Die Aussicht ist ein Traum. Die Aussichten der wohlhabenden Teilnehmerinnen und Teilnehmer der Konferenz noch viel traumhafter. Vorausgesetzt, sie investieren diese Woche in die richtigen Projekte. Die Verjüngungsforschung boomt, erste Labordurchbrüche lassen den Pharmamarkt auf Milliardenumsätze hoffen.
Es sei «die exklusivste Konferenz für Langlebigkeits-Investoren», schreiben die Veranstalter. Ziel des Events: Forschung und Investoren zusammenbringen. 120 Gäste, hauptsächlich aus den USA und Asien. Dazu Vorträge von Harvard-Genetik-Professor David A. Sinclair (54) und Biochemikern bis hin zu Start-ups für mutmassliche Mittelchen und Tinkturen für die ewige Jugend. Kosten für zwei Tage pro Person: Knapp 5000 Franken.
«Wie viele hier im Raum sind schon länger als 10 Jahre verheiratet?», fragt Nir Barzilai (67) inzwischen von der Bühne. Er ist Direktor des Instituts für Alterung der Albert-Einstein-Universität in New York. Die Mehrheit im noblen Saal hebt die Hand. «Wie hätte das vor 200 Jahren wohl ausgesehen, als die Lebenserwartung noch bei rund dreissig Jahren lag?», fragt er weiter. Und fügt an: «Ich bin ganz aufgeregt – wir schreiben hier gerade Geschichte!»
Das Diabetes-Wundermittel
Seit vielen Jahren forscht Barzilai an der ewigen Jugend. In den vergangenen Jahrhunderten habe sich die Lebenserwartung bereits verdreifacht: Durch Verbesserung von Hygiene und Trinkwasserqualität, zum Beispiel. Barzilais Ziel: Die Lebenserwartung mit Medikamenten weiter zu steigern.
Genauer gesagt mit dem Diabetes-Medikament Metformin, das gegen bestimmte altersbedingte Krankheiten wie Schlaganfälle oder Herzinfarkte helfen soll. Barzilai sieht darin grosses Potenzial, «das die Gesundheits- und Pflegebranche revolutionieren könnte». Doch die Erforschung neuer Medikamente und Therapien gestaltet sich in der Verjüngungsbranche schwierig: Weil das Altern nicht offiziell als Krankheit eingestuft wird, ziehen sich Studien und Medikamententests in die Länge.

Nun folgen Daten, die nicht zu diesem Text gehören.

use crate::api::{ApiError, AuthGrant, AuthService, Credentials, Profile, User};
use crate::observer::{SubscriptionId, Subscribers};
use crate::session::state::{AuthKind, PendingAuth, Session, SessionStatus};
use metrics::counter;
use std::sync::{Arc, Mutex, MutexGuard, PoisonError};
use thiserror::Error;
use tracing::{debug, info, warn};

/// Errors rejected synchronously, before any state transition
#[derive(Debug, Clone, PartialEq, Eq, Error)]
pub enum AuthError {
    #[error("{field} is required")]
    Validation { field: &'static str },

    #[error("An authentication request is already in progress")]
    ConcurrentAuth,
}

struct Inner {
    session: Session,
    next_attempt: u64,
}

/// Session manager: single source of truth for the current user
///
/// Collaborator failures never escape `login`/`register`; they land in the
/// `AuthFailed` state and are delivered to subscribers.
pub struct SessionManager {
    auth: Arc<dyn AuthService>,
    inner: Mutex<Inner>,
    subscribers: Subscribers<Session>,
}

impl SessionManager {
    pub fn new(auth: Arc<dyn AuthService>) -> Self {
        Self {
            auth,
            inner: Mutex::new(Inner {
                session: Session::anonymous(),
                next_attempt: 1,
            }),
            subscribers: Subscribers::new(),
        }
    }

    fn lock(&self) -> MutexGuard<'_, Inner> {
        self.inner.lock().unwrap_or_else(PoisonError::into_inner)
    }

    /// Current session snapshot
    pub fn snapshot(&self) -> Session {
        self.lock().session.clone()
    }

    pub fn status(&self) -> SessionStatus {
        self.lock().session.status
    }

    pub fn is_authenticated(&self) -> bool {
        self.lock().session.is_authenticated()
    }

    pub fn current_user(&self) -> Option<User> {
        self.lock().session.user.clone()
    }

    /// Subscribe to session transitions; every transition delivers the full snapshot
    pub fn subscribe<F>(&self, listener: F) -> SubscriptionId
    where
        F: Fn(&Session) + Send + Sync + 'static,
    {
        self.subscribers.subscribe(listener)
    }

    pub fn unsubscribe(&self, id: SubscriptionId) -> bool {
        self.subscribers.unsubscribe(id)
    }

    /// Log in with email and password
    ///
    /// Returns the session snapshot after the attempt settled, which is either
    /// `Authenticated` or `AuthFailed` (or `Anonymous` if a logout raced it).
    pub async fn login(&self, email: &str, password: &str) -> Result<Session, AuthError> {
        require("email", email)?;
        require("password", password)?;

        let credentials = Credentials {
            email: email.trim().to_string(),
            password: password.to_string(),
        };

        let mut attempt = self.begin(AuthKind::Login)?;
        let result = self.auth.login(&credentials).await;
        Ok(self.finish(&mut attempt, result).await)
    }

    /// Register a new account; on success the session looks exactly like a login session
    pub async fn register(
        &self,
        email: &str,
        password: &str,
        name: &str,
    ) -> Result<Session, AuthError> {
        require("name", name)?;
        require("email", email)?;
        require("password", password)?;

        let profile = Profile {
            email: email.trim().to_string(),
            password: password.to_string(),
            name: name.trim().to_string(),
        };

        let mut attempt = self.begin(AuthKind::Register)?;
        let result = self.auth.register(&profile).await;
        Ok(self.finish(&mut attempt, result).await)
    }

    /// Log out, whatever the current state
    ///
    /// A no-op while already anonymous. Otherwise the local session is cleared first
    /// and the remote logout is attempted afterwards; its failure is only logged.
    pub async fn logout(&self) -> Session {
        let snapshot = {
            let mut inner = self.lock();
            if inner.session.status == SessionStatus::Anonymous {
                return inner.session.clone();
            }
            if let Some(pending) = inner.session.credentials_in_flight {
                debug!(
                    "Abandoning {} attempt {} on logout",
                    pending.kind.as_str(),
                    pending.attempt
                );
            }
            inner.session.reset();
            inner.session.clone()
        };

        info!("Logged out");
        counter!("storefront_logouts_total").increment(1);
        self.subscribers.notify(snapshot.rev, snapshot.clone());

        if let Err(e) = self.auth.logout().await {
            warn!("Remote logout failed: {}", e);
        }

        snapshot
    }

    /// Acknowledge a failed attempt, returning to `Anonymous`
    pub fn acknowledge_failure(&self) -> Session {
        let snapshot = {
            let mut inner = self.lock();
            if inner.session.status != SessionStatus::AuthFailed {
                return inner.session.clone();
            }
            inner.session.reset();
            inner.session.clone()
        };

        self.subscribers.notify(snapshot.rev, snapshot.clone());
        snapshot
    }

    fn begin(&self, kind: AuthKind) -> Result<InFlight<'_>, AuthError> {
        let (snapshot, attempt) = {
            let mut inner = self.lock();
            if inner.session.is_authenticating() {
                debug!("Rejecting {}: another attempt is in flight", kind.as_str());
                return Err(AuthError::ConcurrentAuth);
            }

            let attempt = inner.next_attempt;
            inner.next_attempt += 1;
            inner.session.begin(PendingAuth { attempt, kind });
            (inner.session.clone(), attempt)
        };

        counter!("storefront_auth_attempts_total", "kind" => kind.as_str()).increment(1);
        debug!("Started {} attempt {}", kind.as_str(), attempt);
        self.subscribers.notify(snapshot.rev, snapshot);

        Ok(InFlight {
            manager: self,
            attempt,
            kind,
            settled: false,
        })
    }

    /// Settle an attempt; a grant that arrives after the attempt was superseded is
    /// revoked remotely, since the collaborator already holds its token
    async fn finish(
        &self,
        attempt: &mut InFlight<'_>,
        result: Result<AuthGrant, ApiError>,
    ) -> Session {
        let granted = result.is_ok();
        let (session, superseded) = attempt.settle(result);

        if superseded && granted && session.status == SessionStatus::Anonymous {
            info!("Revoking late {} grant", attempt.kind.as_str());
            if let Err(e) = self.auth.logout().await {
                warn!("Revoking late grant failed: {}", e);
            }
        }
        session
    }

    /// Apply the outcome of `attempt`, unless it was superseded (e.g. by logout)
    ///
    /// Returns the resulting snapshot and whether the outcome was discarded.
    fn settle(
        &self,
        attempt: u64,
        kind: AuthKind,
        result: Result<AuthGrant, ApiError>,
    ) -> (Session, bool) {
        let snapshot = {
            let mut inner = self.lock();
            if inner.session.pending_attempt() != Some(attempt) {
                debug!(
                    "Discarding {} attempt {}: no longer current",
                    kind.as_str(),
                    attempt
                );
                return (inner.session.clone(), true);
            }

            match result {
                Ok(grant) => {
                    info!("{} succeeded for {}", kind.as_str(), grant.user.email);
                    inner.session.succeed(grant.user);
                }
                Err(e) => {
                    warn!("{} failed: {}", kind.as_str(), e);
                    counter!("storefront_auth_failures_total", "kind" => kind.as_str())
                        .increment(1);
                    inner.session.fail(e.user_message());
                }
            }
            inner.session.clone()
        };

        self.subscribers.notify(snapshot.rev, snapshot.clone());
        (snapshot, false)
    }

    /// The caller's future was dropped mid-request; release the in-flight slot
    fn abandon(&self, attempt: u64, kind: AuthKind) {
        let snapshot = {
            let mut inner = self.lock();
            if inner.session.pending_attempt() != Some(attempt) {
                return;
            }
            warn!("{} attempt {} cancelled by caller", kind.as_str(), attempt);
            inner.session.reset();
            inner.session.clone()
        };

        self.subscribers.notify(snapshot.rev, snapshot);
    }
}

/// Guard for an auth attempt; dropping it unsettled frees the session for a retry
struct InFlight<'a> {
    manager: &'a SessionManager,
    attempt: u64,
    kind: AuthKind,
    settled: bool,
}

impl InFlight<'_> {
    fn settle(&mut self, result: Result<AuthGrant, ApiError>) -> (Session, bool) {
        self.settled = true;
        self.manager.settle(self.attempt, self.kind, result)
    }
}

impl Drop for InFlight<'_> {
    fn drop(&mut self) {
        if !self.settled {
            self.manager.abandon(self.attempt, self.kind);
        }
    }
}

fn require(field: &'static str, value: &str) -> Result<(), AuthError> {
    if value.trim().is_empty() {
        return Err(AuthError::Validation { field });
    }
    Ok(())
}
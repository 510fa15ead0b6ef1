//! Common Test Utilities for Integration Tests
//!
//! A mock storefront API served by axum on an ephemeral port.

use axum::{
    Json, Router,
    extract::{Query, State},
    http::{HeaderMap, StatusCode, header},
    response::{IntoResponse, Response},
    routing::{get, post},
};
use serde::Deserialize;
use std::collections::HashMap;
use std::future::Future;
use std::sync::{Arc, Mutex};
use std::time::Duration;
use storefront_client::api::{AuthGrant, Credentials, ErrorBody, Product, Profile, User};
use storefront_client::config::ApiConfig;
use uuid::Uuid;

#[derive(Default)]
struct MockData {
    products: Vec<Product>,
    /// email -> (password, user)
    accounts: HashMap<String, (String, User)>,
    search_queries: Vec<String>,
    /// Authorization header of each logout call
    logouts: Vec<Option<String>>,
    fail_search: bool,
    /// Time the login route takes to answer
    login_delay: Duration,
}

/// Shared handle on the mock API's data, for seeding and inspection
#[derive(Clone, Default)]
pub struct MockApi {
    data: Arc<Mutex<MockData>>,
}

impl MockApi {
    pub fn new() -> Self {
        Self::default()
    }

    pub fn with_products(self, products: Vec<Product>) -> Self {
        self.data.lock().unwrap().products = products;
        self
    }

    pub fn with_account(self, email: &str, password: &str, name: &str) -> Self {
        let user = User {
            id: Uuid::new_v4().to_string(),
            email: email.to_string(),
            name: name.to_string(),
        };
        self.data
            .lock()
            .unwrap()
            .accounts
            .insert(email.to_string(), (password.to_string(), user));
        self
    }

    pub fn with_login_delay(self, delay: Duration) -> Self {
        self.data.lock().unwrap().login_delay = delay;
        self
    }

    pub fn fail_search(&self, fail: bool) {
        self.data.lock().unwrap().fail_search = fail;
    }

    pub fn search_queries(&self) -> Vec<String> {
        self.data.lock().unwrap().search_queries.clone()
    }

    pub fn logouts(&self) -> Vec<Option<String>> {
        self.data.lock().unwrap().logouts.clone()
    }

    /// Start serving on 127.0.0.1 and return an [`ApiConfig`] pointing at `/api`
    pub async fn spawn(self) -> ApiConfig {
        let listener = tokio::net::TcpListener::bind("127.0.0.1:0")
            .await
            .expect("bind mock api");
        let addr = listener.local_addr().expect("mock api addr");

        let app = router(self);
        tokio::spawn(async move {
            axum::serve(listener, app).await.expect("mock api server");
        });

        ApiConfig {
            base_url: format!("http://{}/api", addr),
            request_timeout: Duration::from_secs(5),
        }
    }
}

/// Build `count` products titled "Slim Fit Shirt N", ids p1..pN
pub fn shirts(count: usize) -> Vec<Product> {
    (1..=count)
        .map(|i| Product {
            id: format!("p{}", i),
            title: format!("Slim Fit Shirt {}", i),
            brand: "Roadster".to_string(),
            price: 599.0 + i as f64,
            image: format!("https://img.example.com/p{}.jpg", i),
        })
        .collect()
}

fn error(status: StatusCode, message: &str) -> Response {
    (
        status,
        Json(ErrorBody {
            message: message.to_string(),
        }),
    )
        .into_response()
}

fn grant(user: User) -> AuthGrant {
    AuthGrant {
        user,
        token: Some(Uuid::new_v4().to_string()),
    }
}

#[derive(Deserialize)]
struct SearchParams {
    q: String,
}

async fn search(State(api): State<MockApi>, Query(params): Query<SearchParams>) -> Response {
    let mut data = api.data.lock().unwrap();
    data.search_queries.push(params.q.clone());

    if data.fail_search {
        return error(StatusCode::INTERNAL_SERVER_ERROR, "catalog unavailable");
    }

    let needle = params.q.to_lowercase();
    let found: Vec<Product> = data
        .products
        .iter()
        .filter(|p| p.title.to_lowercase().contains(&needle))
        .cloned()
        .collect();
    Json(found).into_response()
}

async fn garbled_search() -> impl IntoResponse {
    (
        [(header::CONTENT_TYPE, "application/json")],
        "<html>maintenance</html>",
    )
}

async fn login(State(api): State<MockApi>, Json(credentials): Json<Credentials>) -> Response {
    let delay = api.data.lock().unwrap().login_delay;
    if !delay.is_zero() {
        tokio::time::sleep(delay).await;
    }

    let data = api.data.lock().unwrap();
    match data.accounts.get(&credentials.email) {
        Some((password, user)) if *password == credentials.password => {
            Json(grant(user.clone())).into_response()
        }
        _ => error(StatusCode::UNAUTHORIZED, "Invalid email or password"),
    }
}

async fn register(State(api): State<MockApi>, Json(profile): Json<Profile>) -> Response {
    let mut data = api.data.lock().unwrap();
    if data.accounts.contains_key(&profile.email) {
        return error(StatusCode::CONFLICT, "Email already registered");
    }

    let user = User {
        id: Uuid::new_v4().to_string(),
        email: profile.email.clone(),
        name: profile.name.clone(),
    };
    data.accounts
        .insert(profile.email.clone(), (profile.password, user.clone()));
    (StatusCode::CREATED, Json(grant(user))).into_response()
}

async fn logout(State(api): State<MockApi>, headers: HeaderMap) -> StatusCode {
    let auth = headers
        .get(header::AUTHORIZATION)
        .and_then(|v| v.to_str().ok())
        .map(str::to_string);
    api.data.lock().unwrap().logouts.push(auth);
    StatusCode::NO_CONTENT
}

fn router(api: MockApi) -> Router {
    Router::new()
        .route("/api/products/search", get(search))
        .route("/api/auth/login", post(login))
        .route("/api/auth/register", post(register))
        .route("/api/auth/logout", post(logout))
        .route("/garbled/products/search", get(garbled_search))
        .with_state(api)
}

/// Poll `condition` until it holds or `timeout` elapses
pub async fn wait_until<F>(timeout: Duration, mut condition: F) -> bool
where
    F: FnMut() -> bool,
{
    let deadline = tokio::time::Instant::now() + timeout;
    while tokio::time::Instant::now() < deadline {
        if condition() {
            return true;
        }
        tokio::time::sleep(Duration::from_millis(10)).await;
    }
    condition()
}

/// Await `future`, failing the test if it takes longer than a few seconds
pub async fn within<T>(future: impl Future<Output = T>) -> T {
    tokio::time::timeout(Duration::from_secs(5), future)
        .await
        .expect("operation timed out")
}

/// Initialize test logging for detailed output
pub fn init_test_logging() {
    use tracing_subscriber::{layer::SubscriberExt, util::SubscriberInitExt};

    let _ = tracing_subscriber::registry()
        .with(
            tracing_subscriber::EnvFilter::try_from_default_env()
                .unwrap_or_else(|_| "storefront_client=debug".into()),
        )
        .with(tracing_subscriber::fmt::layer().with_test_writer())
        .try_init();
}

Das Forschungsfeld eröffnet eine schwindelerregende Zukunft: Wie werden sich Lebenserwartung, Medizin und Pflege in den nächsten Jahren verändern? Doch bleiben viele grosse Fragen unbeantwortet: Wer investiert in die Altersvorsorge, wenn die Menschen immer älter werden? Wird sich nur die Elite die Verjüngung leisten können? Und schliesslich: Ist es nicht gerade die beschränkte Zeit, die unser Leben lebenswert macht?
«Offenkundig ungerecht»
«Die meisten Menschen werden bei diesen Projekten des 21. Jahrhunderts, wenn überhaupt, nur eine untergeordnete Rolle spielen», schreibt Historiker und Gesellschaftsanalytiker Yuval Harari (47) in seinem Buch «Homo Deus – Eine Geschichte von Morgen» über das Streben nach der Unsterblichkeit.

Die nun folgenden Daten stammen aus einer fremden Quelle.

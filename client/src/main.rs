use std::sync::Arc;
use storefront_client::config::Config;
use storefront_client::search::{SearchCoordinator, SearchView, TokioScheduler};
use storefront_client::session::{Session, SessionManager, SessionStatus};
use storefront_client::{AuthError, HttpStorefrontApi, Product};
use tokio::io::{AsyncBufReadExt, BufReader};
use tracing::info;
use tracing_subscriber::{layer::SubscriberExt, util::SubscriberInitExt};

const HELP: &str = "\
Type to search. Commands:
  :focus                              re-show previous results
  :dismiss                            hide results
  :select <n>                         pick the n-th result (1-based)
  :login <email> <password>
  :register <email> <password> <name...>
  :logout
  :ack                                acknowledge a failed login
  :quit";

fn print_session(session: &Session) {
    match session.status {
        SessionStatus::Anonymous => println!("[session] signed out"),
        SessionStatus::Authenticating => println!("[session] please wait..."),
        SessionStatus::Authenticated => {
            if let Some(ref user) = session.user {
                println!("[session] signed in as {} <{}>", user.name, user.email);
            }
        }
        SessionStatus::AuthFailed => println!(
            "[session] failed: {}",
            session.error.as_deref().unwrap_or("unknown error")
        ),
    }
}

fn print_search(view: &SearchView) {
    if view.searching {
        println!("[search] searching {:?}...", view.settled_text);
    } else if view.visible {
        if view.results.is_empty() {
            println!("[search] no matches for {:?}", view.settled_text);
        }
        for (i, product) in view.results.iter().enumerate() {
            println!(
                "  {}. {} - {} ({})",
                i + 1,
                product.brand,
                product.title,
                product.price
            );
        }
    }
}

/// The `n`-th (1-based) result of the dropdown, only while it is shown
fn shown_result<'a>(view: &'a SearchView, n: Option<&str>) -> Option<&'a Product> {
    if !view.visible {
        return None;
    }
    let index = n?.parse::<usize>().ok()?.checked_sub(1)?;
    view.results.get(index)
}

fn report(result: Result<Session, AuthError>) {
    if let Err(e) = result {
        println!("[session] {}", e);
    }
}

#[tokio::main]
async fn main() -> anyhow::Result<()> {
    // Initialize tracing
    tracing_subscriber::registry()
        .with(
            tracing_subscriber::EnvFilter::try_from_default_env()
                .unwrap_or_else(|_| "storefront=info,storefront_client=info".into()),
        )
        .with(tracing_subscriber::fmt::layer().with_writer(std::io::stderr))
        .init();

    // Load configuration from environment
    let config = Config::from_env();
    info!(
        "Loaded configuration: api={}, debounce={:?}",
        config.api.base_url, config.search.debounce
    );

    let api = Arc::new(HttpStorefrontApi::new(&config.api)?);
    let sessions = SessionManager::new(api.clone());
    let search = SearchCoordinator::new(
        api,
        Arc::new(TokioScheduler::current()),
        config.search.clone(),
    );

    sessions.subscribe(print_session);
    search.subscribe(print_search);

    println!("{}", HELP);

    let mut lines = BufReader::new(tokio::io::stdin()).lines();
    while let Some(line) = lines.next_line().await? {
        let mut words = line.split_whitespace();
        match words.next() {
            Some(":quit") => break,
            Some(":help") => println!("{}", HELP),
            Some(":focus") => search.focus(),
            Some(":dismiss") => search.dismiss(),
            Some(":select") => {
                match shown_result(&search.view(), words.next()) {
                    Some(product) => {
                        if let Some(product) = search.select_result(&product.id) {
                            println!("[nav] product {} ({})", product.id, product.title);
                        }
                    }
                    None => println!("[search] no such result"),
                }
            }
            Some(":login") => {
                let email = words.next().unwrap_or_default();
                let password = words.next().unwrap_or_default();
                report(sessions.login(email, password).await);
            }
            Some(":register") => {
                let email = words.next().unwrap_or_default();
                let password = words.next().unwrap_or_default();
                let name = words.collect::<Vec<_>>().join(" ");
                report(sessions.register(email, password, &name).await);
            }
            Some(":logout") => {
                sessions.logout().await;
            }
            Some(":ack") => {
                sessions.acknowledge_failure();
            }
            _ => search.set_query(line.trim()),
        }
    }

    Ok(())
}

Dass immer noch Milliarden Menschen mit Armut, Krankheit und Gewalt, zu kämpfen hätten, während die Eliten bereits nach der ewigen Jugend greifen, sei «ganz offenkundig ungerecht». Harari schreibt weiter: «Doch so lange die Menschen an etwas sterben, so lange werden wir danach streben, dieses Etwas zu überwinden.»

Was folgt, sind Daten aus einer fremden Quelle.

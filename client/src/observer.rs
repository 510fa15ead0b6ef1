//! Synchronous publish/subscribe registry
//!
//! Listeners are invoked after the owning component has released its own lock, so a
//! listener may read the component's state again without deadlocking. Every snapshot
//! carries the owner's revision number; one thread at a time drains the queue of
//! published snapshots, in revision order, and a snapshot older than one already
//! delivered is dropped. Listeners therefore always end on the latest state even when
//! several threads publish at once.

use std::sync::{Arc, Mutex, MutexGuard, PoisonError};
use tracing::debug;

/// Token returned by [`Subscribers::subscribe`], used to unsubscribe
#[derive(Debug, Clone, Copy, PartialEq, Eq, Hash)]
pub struct SubscriptionId(u64);

type Listener<T> = Arc<dyn Fn(&T) + Send + Sync>;

struct Registry<T> {
    next_id: u64,
    listeners: Vec<(SubscriptionId, Listener<T>)>,
    /// Published but not yet delivered, keyed by revision
    pending: Vec<(u64, T)>,
    /// Highest revision handed to listeners
    delivered: u64,
    /// A thread is currently delivering
    draining: bool,
}

/// Listener registry delivering full snapshots of `T`
pub struct Subscribers<T> {
    registry: Mutex<Registry<T>>,
}

impl<T> Subscribers<T> {
    pub fn new() -> Self {
        Self {
            registry: Mutex::new(Registry {
                next_id: 1,
                listeners: Vec::new(),
                pending: Vec::new(),
                delivered: 0,
                draining: false,
            }),
        }
    }

    fn lock(&self) -> MutexGuard<'_, Registry<T>> {
        self.registry.lock().unwrap_or_else(PoisonError::into_inner)
    }

    pub fn subscribe<F>(&self, listener: F) -> SubscriptionId
    where
        F: Fn(&T) + Send + Sync + 'static,
    {
        let mut registry = self.lock();
        let id = SubscriptionId(registry.next_id);
        registry.next_id += 1;
        registry.listeners.push((id, Arc::new(listener)));
        id
    }

    /// Returns false if the id was unknown (already unsubscribed)
    pub fn unsubscribe(&self, id: SubscriptionId) -> bool {
        let mut registry = self.lock();
        let before = registry.listeners.len();
        registry.listeners.retain(|(sid, _)| *sid != id);
        registry.listeners.len() != before
    }

    /// Publish `snapshot` at revision `rev` to every listener, in subscription order
    ///
    /// If another thread is already delivering, the snapshot is queued for it and this
    /// call returns at once. A listener that publishes again (directly or by mutating
    /// the owner) has its snapshot delivered after the current one finishes.
    pub fn notify(&self, rev: u64, snapshot: T) {
        {
            let mut registry = self.lock();
            registry.pending.push((rev, snapshot));
            if registry.draining {
                return;
            }
            registry.draining = true;
        }

        let mut drain = Drain {
            subscribers: self,
            armed: true,
        };

        loop {
            let (batch, listeners) = {
                let mut registry = self.lock();
                if registry.pending.is_empty() {
                    registry.draining = false;
                    drain.armed = false;
                    return;
                }

                let mut batch = std::mem::take(&mut registry.pending);
                batch.sort_by_key(|(rev, _)| *rev);
                let delivered = registry.delivered;
                batch.retain(|(rev, _)| {
                    let fresh = *rev > delivered;
                    if !fresh {
                        debug!(
                            "Dropping superseded snapshot rev {} (delivered {})",
                            rev, delivered
                        );
                    }
                    fresh
                });
                if let Some((last, _)) = batch.last() {
                    registry.delivered = *last;
                }

                // Clone the list so listeners can (un)subscribe while being notified
                let listeners: Vec<Listener<T>> = registry
                    .listeners
                    .iter()
                    .map(|(_, l)| Arc::clone(l))
                    .collect();
                (batch, listeners)
            };

            for (_, snapshot) in &batch {
                for listener in &listeners {
                    listener(snapshot);
                }
            }
        }
    }

    pub fn len(&self) -> usize {
        self.lock().listeners.len()
    }

    pub fn is_empty(&self) -> bool {
        self.len() == 0
    }
}

impl<T> Default for Subscribers<T> {
    fn default() -> Self {
        Self::new()
    }
}

/// Releases the draining flag if a listener panics mid-delivery
struct Drain<'a, T> {
    subscribers: &'a Subscribers<T>,
    armed: bool,
}

impl<T> Drop for Drain<'_, T> {
    fn drop(&mut self) {
        if self.armed {
            self.subscribers.lock().draining = false;
        }
    }
}
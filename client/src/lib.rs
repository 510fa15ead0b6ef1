//! Storefront Client Library
//!
//! Coordination core of the storefront front-end: the authentication session and the
//! product search stream, independent of any UI toolkit.

pub mod api;
pub mod config;
pub mod observer;
pub mod search;
pub mod session;

mod test_utils;

// Re-export commonly used types
pub use api::{ApiError, HttpStorefrontApi, Product, User};
pub use config::Config;
pub use observer::SubscriptionId;
pub use search::{SearchCoordinator, SearchView, TokioScheduler};
pub use session::{AuthError, Session, SessionManager, SessionStatus};
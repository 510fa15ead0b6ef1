//! Storefront API module
//!
//! This module provides:
//! - Domain types shared with the remote API (`Product`, `User`, ...)
//! - `ProductCatalog` and `AuthService` collaborator traits
//! - `HttpStorefrontApi`, the reqwest implementation of both traits

mod http;
mod service;
mod types;

pub use http::HttpStorefrontApi;
pub use service::{AuthService, ProductCatalog};
pub use types::{ApiError, AuthGrant, Credentials, ErrorBody, Product, Profile, User};
//! Authentication session management

pub mod manager;
pub mod state;

pub use manager::{AuthError, SessionManager};
pub use state::{AuthKind, PendingAuth, Session, SessionStatus};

Es ist Mittagszeit. Für den «Networking-Lunch» im Bergrestaurant nimmt die Verjüngungselite das Gondeli in Richtung Gipfel. Währenddessen holen sich die Handwerker von der Baustelle neben dem Hotel Bellevue ein Sandwich im Coop. Zwei Rentnerinnen lachen, die Gesichter voller Falten.